“One of the things I wish we could learn from you is how to make the game of football a rather less homicidal sport. I do not wish to speak as a mere sentimentalist, but I do not think that killing should be a normal accompaniment of the game, and while we develop our football from Rugby, I wish we could go back and undevelop it, and get it nearer your game.”
Theodore Roosevelt, speaking at The Cambridge Union, Cambridge, England. May 26th, 1910.
Photo of TR in Cambridge, dated May 26th, 1910, from the Doris A. and Lawrence H. Budner Collection on Theodore Roosevelt at SMU.
As the world watches the big game today, we remember one of TR’s more quotable quotes about the game of football. After his presidency was over, TR was invited to speak in Cambridge in front of The Cambridge Union, where he delivered his thoughts on American football and its relationship to English rugby.
Football was still in it’s infancy during TR’s administration, and looked quite different than the modern game we see today. It was also remarkably brutal by our standards. According to The Washington Post, 18 people died playing football in 1905 alone, and at least 45 people died between 1900 and 1905. In response, TR helped to organize a committee meant to reform the game. A year later, that committee implemented a number of changes, including the forward pass and the introduction of a new position on the field: the “receiver.”
It’s important to note that TR said (again and again) that he did not want to see football abolished. He was a fan. You’ll note a hint of that in the original quote: TR’s comment about avoiding “sentimentality” reflects his belief in football as a manly, and thus truly American, endeavor. Probably influenced by an injury suffered by his own son, TR simply wanted to see the sport implement reforms to ensure greater safety. That project continues today.
-- Paul J. Zwirecki, Ph.D., TR Site Director of Administration & Special Projects
Further Reading
The Big Scrum: How Teddy Roosevelt Saved Football
History Channel - How Teddy Roosevelt Saved Football
NY Times - Changes to Youth Football
More from TR on football:
“What I have to say with reference to all sports refers especially to football. The brutality must be done away with and the danger minimized. If necessary the college faculties must take a hand, and those of the different colleges must co-operate. The rules for football ought probably to be altered so as to do away with the present mass play, and, I think, also the present system of interference, while the umpires must be made to prevent slugging or any kind of foul play by the severest penalties. Moreover, professionalism must be stopped outright. It should be distinctly understood among the academies and colleges that no team will have anything to do with another upon which professionals are employed.”
Harper's Weekly, December 23, 1893, p, 1236.
“There is little point in the mere development of strength. The point lies in developing a man who can do something with his strength; who not only has the skill to turn his muscles to advantage, but the heart and the head to direct that skill, and to direct it well and fearlessly. Gymnastics and calisthenics are very well in their way as substitutes when nothing better can be obtained, but the true sports for a manly race are sports like running, rowing, playing football and baseball, boxing and wrestling, shooting, riding, and mountain-climbing.”

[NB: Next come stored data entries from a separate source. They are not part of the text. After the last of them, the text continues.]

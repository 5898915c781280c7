use crate::config::{ScenarioConfig, SearchParams};
use crate::core_types::{CostPoints, Roster};
use crate::optimizer::moves::MovePicker;
use crate::optimizer::seed;
use crate::optimizer::{CancelToken, WorkerEvent};
use crate::solution::{CostModel, Solution};
use fastrand::Rng;
use std::sync::mpsc::Sender;
use std::sync::Arc;
use std::time::{Duration, Instant};
use strum_macros::Display;
use tracing::{debug, warn};

/// Why a worker left its hot loop. Cancellation is an expected terminal
/// state, not an error; the finalization path is identical for all
/// three.
#[derive(Debug, Clone, Copy, PartialEq, Eq, Display)]
#[strum(serialize_all = "SCREAMING_SNAKE_CASE")]
pub enum StopReason {
    Converged,
    Cancelled,
    BudgetExhausted,
}

/// Best-cost snapshot pushed to the orchestrator at a bounded cadence.
#[derive(Debug, Clone)]
pub struct ProgressSnapshot {
    pub scenario_index: usize,
    pub replica: usize,
    pub best_cost: f64,
    pub iterations: u64,
}

#[derive(Debug, Clone)]
pub struct WorkerReport {
    pub scenario_index: usize,
    pub replica: usize,
    pub best: Solution,
    pub iterations: u64,
    pub elapsed: Duration,
    pub stop_reason: StopReason,
    pub drift_repairs: u32,
}

/// One independent annealing trajectory. Owns its search state
/// exclusively; the only outbound traffic is progress snapshots and the
/// final report.
pub struct AnnealWorker {
    scenario_index: usize,
    replica: usize,
    scenario: ScenarioConfig,
    roster: Arc<Roster>,
    model: CostModel,
    picker: MovePicker,
    rng: Rng,
    current: Solution,
    best: Solution,
    temperature: f64,
    iterations: u64,
    since_improvement: u64,
    stale_reheats: u32,
    drift_repairs: u32,
}

impl AnnealWorker {
    pub fn new(
        scenario_index: usize,
        replica: usize,
        scenario: ScenarioConfig,
        roster: Arc<Roster>,
        group_count: usize,
        rng_seed: Option<u64>,
    ) -> Self {
        let mut rng = match rng_seed {
            Some(s) => Rng::with_seed(s),
            None => Rng::new(),
        };
        let model = CostModel::new(&roster, group_count);
        let current = seed::greedy_seed(
            &roster,
            group_count,
            &model,
            scenario.constrain_advantaged,
            &mut rng,
        );
        let mut picker = MovePicker::new(&scenario.params, group_count);
        picker.refresh(&current);
        let temperature = scenario.params.temp_initial;
        let best = current.clone();

        Self {
            scenario_index,
            replica,
            scenario,
            roster,
            model,
            picker,
            rng,
            current,
            best,
            temperature,
            iterations: 0,
            since_improvement: 0,
            stale_reheats: 0,
            drift_repairs: 0,
        }
    }

    /// Runs to the time/iteration budget or until the token trips, then
    /// finalizes. The cancellation flag is checked every iteration.
    pub fn run(mut self, cancel: &CancelToken, events: &Sender<WorkerEvent>) -> WorkerReport {
        let params = self.scenario.params.clone();
        let constrained = self.scenario.constrain_advantaged;
        let started = Instant::now();
        let budget = Duration::from_secs(params.time_budget_secs);
        let focus_refresh = params.focus_refresh.max(1);
        let progress_iterations = params.progress_iterations.max(1);
        let mut last_emit = started;

        let stop = if self.current.group_count() < 2 {
            // Nothing to move; the seed is already the answer.
            StopReason::Converged
        } else {
            loop {
                if cancel.is_cancelled() {
                    break StopReason::Cancelled;
                }
                if (self.iterations & 0x3F) == 0 && started.elapsed() >= budget {
                    break StopReason::BudgetExhausted;
                }
                if params.max_iterations > 0 && self.iterations >= params.max_iterations {
                    break StopReason::BudgetExhausted;
                }
                self.iterations += 1;

                if self.iterations % focus_refresh == 0 {
                    self.picker.refresh(&self.current);
                }

                if let Some(mv) =
                    self.picker
                        .pick(&mut self.rng, &self.current, &self.roster, constrained)
                {
                    let delta = self.current.delta_cost(&mv, &self.roster, &self.model);
                    if delta <= 0 || self.accepts(delta) {
                        self.current.apply_in_place(&mv, &self.roster, &self.model);
                        self.track_best();
                    }
                }

                self.temperature *= params.cooling_factor;
                self.since_improvement += 1;
                if self.temperature < params.temp_floor {
                    if self.since_improvement >= params.reheat_after {
                        self.reheat(&params, constrained);
                        if self.stale_reheats > params.max_stale_reheats {
                            break StopReason::Converged;
                        }
                    } else {
                        self.temperature = params.temp_floor;
                    }
                }

                if params.paranoid_interval > 0 && self.iterations % params.paranoid_interval == 0
                {
                    self.reconcile();
                }

                if self.iterations % progress_iterations == 0 {
                    let now = Instant::now();
                    if now.duration_since(last_emit) >= Duration::from_millis(params.progress_min_ms)
                    {
                        let _ = events.send(WorkerEvent::Progress(self.snapshot()));
                        last_emit = now;
                    }
                }
            }
        };

        debug!(
            scenario = %self.scenario.label,
            replica = self.replica,
            %stop,
            iterations = self.iterations,
            "worker stopped"
        );
        self.finalize(stop, started.elapsed(), constrained, &params)
    }

    fn snapshot(&self) -> ProgressSnapshot {
        ProgressSnapshot {
            scenario_index: self.scenario_index,
            replica: self.replica,
            best_cost: self.model.points_to_display(self.best.cost()),
            iterations: self.iterations,
        }
    }

    /// Metropolis criterion for an uphill move.
    fn accepts(&mut self, delta: CostPoints) -> bool {
        if self.temperature <= 0.0 {
            return false;
        }
        let d = self.model.points_to_display(delta);
        self.rng.f64() < (-d / self.temperature).exp()
    }

    /// The best-seen slot only ever adopts a state that satisfies the
    /// scenario's mandated invariants, so relaxed exploration (the
    /// constraint-retry fallback) can never leak into a report.
    fn track_best(&mut self) {
        if self.current.cost() < self.best.cost() && self.feasible(&self.current) {
            self.best = self.current.clone();
            self.since_improvement = 0;
            self.stale_reheats = 0;
        }
    }

    fn feasible(&self, solution: &Solution) -> bool {
        !self.scenario.constrain_advantaged || solution.advantage_spread() <= 1
    }

    /// Stagnation escape: raise the temperature back to a fraction of
    /// the initial value and kick the current state (never the best one)
    /// with a burst of unconditional legal moves.
    fn reheat(&mut self, params: &SearchParams, constrained: bool) {
        self.stale_reheats += 1;
        self.temperature = params.temp_initial * params.reheat_fraction;
        for _ in 0..params.reheat_burst {
            if let Some(mv) =
                self.picker
                    .pick(&mut self.rng, &self.current, &self.roster, constrained)
            {
                self.current.apply_in_place(&mv, &self.roster, &self.model);
            }
        }
        self.picker.refresh(&self.current);
        self.since_improvement = 0;
    }

    /// Rebuilds the tracked aggregates from participant data and
    /// replaces them on any disagreement. Integer tracking is exact, so
    /// a mismatch can only mean an incremental bookkeeping defect; it is
    /// repaired here rather than surfaced.
    fn reconcile(&mut self) {
        let rebuilt = self.current.recompute(&self.roster, &self.model);
        if rebuilt.cost() != self.current.cost() {
            warn!(
                scenario = %self.scenario.label,
                replica = self.replica,
                tracked = %self.current.cost(),
                recomputed = %rebuilt.cost(),
                "tracked cost diverged from recomputation; state replaced"
            );
            self.drift_repairs += 1;
            self.current = rebuilt;
        }
    }

    /// Identical for budget exhaustion, convergence, and cancellation:
    /// polish the best state with a bounded improving-only descent, then
    /// hand back a fully recomputed copy.
    fn finalize(
        mut self,
        stop: StopReason,
        elapsed: Duration,
        constrained: bool,
        params: &SearchParams,
    ) -> WorkerReport {
        self.polish(params, constrained);
        let best = self.best.recompute(&self.roster, &self.model);
        WorkerReport {
            scenario_index: self.scenario_index,
            replica: self.replica,
            best,
            iterations: self.iterations,
            elapsed,
            stop_reason: stop,
            drift_repairs: self.drift_repairs,
        }
    }

    fn polish(&mut self, params: &SearchParams, constrained: bool) {
        if params.polish_iterations == 0 {
            return;
        }
        self.picker.refresh(&self.best);
        for _ in 0..params.polish_iterations {
            let Some(mv) =
                self.picker
                    .pick(&mut self.rng, &self.best, &self.roster, constrained)
            else {
                break;
            };
            if self.best.delta_cost(&mv, &self.roster, &self.model) >= 0 {
                continue;
            }
            let candidate = self.best.apply(&mv, &self.roster, &self.model);
            if !constrained || candidate.advantage_spread() <= 1 {
                self.best = candidate;
                self.picker.refresh(&self.best);
            }
        }
    }
}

Harper's Weekly, December 23, 1893, p. 1236.
“I always believe in going hard at everything, whether it is Latin or mathematics, boxing or football, but at the same time I want to keep the sense of proportion. It is never worth while to absolutely exhaust one's self or to take big chances unless for an adequate object.”

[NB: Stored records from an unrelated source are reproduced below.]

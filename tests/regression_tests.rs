use groupforge::api;
use groupforge::config::{ScenarioConfig, SearchParams};
use groupforge::core_types::{Participant, Roster};
use groupforge::optimizer::{CancelToken, RaceOptions, SilentProgress};
use groupforge::optimizer::seed;
use groupforge::solution::CostModel;
use rstest::rstest;

fn quick_params(max_iterations: u64) -> SearchParams {
    SearchParams {
        max_iterations,
        progress_iterations: 10_000,
        ..Default::default()
    }
}

fn options(seed: u64) -> RaceOptions {
    RaceOptions {
        replicas_per_scenario: 1,
        seed: Some(seed),
    }
}

/// 26 linearly spaced scores into 6 groups: sizes must split 5/5/4/4/4/4
/// and the search must beat naive sequential dealing.
#[test]
fn linear_field_into_six_groups() {
    let scores: Vec<f64> = (0..26).map(|i| 100.0 - i as f64 * (99.0 / 25.0)).collect();
    let participants: Vec<Participant> = scores
        .iter()
        .enumerate()
        .map(|(i, &s)| Participant::from_raw(i as u32, s, false).unwrap())
        .collect();

    let scenarios = vec![ScenarioConfig::unconstrained(quick_params(60_000))];
    let result = api::balance(
        participants.clone(),
        6,
        scenarios,
        options(7),
        &CancelToken::new(),
        &SilentProgress,
    )
    .unwrap();

    let outcome = &result.scenarios[0];
    let mut sizes: Vec<u32> = outcome.solution.stats().iter().map(|g| g.size).collect();
    sizes.sort_unstable();
    assert_eq!(sizes, vec![4, 4, 4, 4, 5, 5]);

    // Baseline: deal the roster in input order.
    let roster = Roster::new(participants).unwrap();
    let model = CostModel::new(&roster, 6);
    let naive = seed::round_robin_seed(&roster, 6, &model);
    assert!(
        outcome.solution.cost() < naive.cost(),
        "annealed {} should beat round-robin {}",
        outcome.cost,
        model.points_to_display(naive.cost())
    );
}

/// Four advantaged participants into four groups: exactly one each.
#[test]
fn advantaged_participants_land_one_per_group() {
    let participants: Vec<Participant> = (0..12)
        .map(|i| Participant::from_raw(i as u32, (i as f64) * 7.0 + 20.0, i < 4).unwrap())
        .collect();

    let scenarios = vec![ScenarioConfig::constrained(quick_params(30_000))];
    let result = api::balance(
        participants,
        4,
        scenarios,
        options(13),
        &CancelToken::new(),
        &SilentProgress,
    )
    .unwrap();

    let outcome = &result.scenarios[0];
    for stats in outcome.solution.stats() {
        assert_eq!(stats.size, 3);
        assert_eq!(stats.advantaged, 1);
    }
}

#[rstest]
#[case(7, 3)]
#[case(10, 5)]
#[case(9, 2)]
#[case(5, 5)]
#[case(6, 1)]
fn invariants_hold_across_shapes(#[case] n: usize, #[case] group_count: usize) {
    let participants: Vec<Participant> = (0..n)
        .map(|i| Participant::from_raw(i as u32, ((i * 31) % 53) as f64, i % 3 == 0).unwrap())
        .collect();

    let params = quick_params(5_000);
    let result = api::balance(
        participants,
        group_count,
        vec![
            ScenarioConfig::constrained(params.clone()),
            ScenarioConfig::unconstrained(params),
        ],
        options(n as u64),
        &CancelToken::new(),
        &SilentProgress,
    )
    .unwrap();

    for outcome in &result.scenarios {
        let total: u32 = outcome.solution.stats().iter().map(|g| g.size).sum();
        assert_eq!(total as usize, n);
        assert!(outcome.solution.size_spread() <= 1);
        if outcome.scenario.constrain_advantaged {
            assert!(outcome.solution.advantage_spread() <= 1);
        }
    }
}

/// Recomputing a finalized solution changes nothing: no hidden state.
#[test]
fn finalization_is_idempotent() {
    let participants: Vec<Participant> = (0..15)
        .map(|i| Participant::from_raw(i as u32, ((i * 11) % 40) as f64 + 1.0, false).unwrap())
        .collect();

    let scenarios = vec![ScenarioConfig::unconstrained(quick_params(10_000))];
    let result = api::balance(
        participants.clone(),
        3,
        scenarios,
        options(29),
        &CancelToken::new(),
        &SilentProgress,
    )
    .unwrap();

    let solution = &result.scenarios[0].solution;
    let roster = Roster::new(participants).unwrap();
    let model = CostModel::new(&roster, 3);
    let once = solution.recompute(&roster, &model);
    let twice = once.recompute(&roster, &model);
    assert_eq!(solution.cost(), once.cost());
    assert_eq!(once.cost(), twice.cost());
    assert_eq!(once.assignment(), twice.assignment());
}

(To Theodore Roosevelt, Jr., May 7, 1901.)
“I believe in athletics; but I believe in them chiefly because of the moral qualities that they display. I am glad to see the boy able to keep his nerve in a close baseball game, able to keep his courage under the punishment of a football game or in a four-mile boat race; because if the boy really amounts to anything and has got the right stuff in him, this means that he is going to keep his nerve and courage in more important things in after life. If your prowess is due simply to the possession of big muscles, it does not amount to much. What counts is the ability to back up the muscles with the right spirit. If you have the pluck, the grit, in you to count in sports, just as if you have the pluck and grit in you to count in your studies, so in both cases it will help you to count in after life.
(At Georgetown College, Washington, D. C., June 14, 1906.)
“I am delighted to have you play football. I believe in rough, manly sports. But I do not believe in them if they degenerate into the sole end of any one’s existence. I don’t want you to sacrifice standing well in your studies to any over-athleticism; and I need not tell you that character counts for a great deal more than either intellect or body in winning success in life. Athletic proficiency is a mighty good servant; and like so many other good servants, a mighty bad master.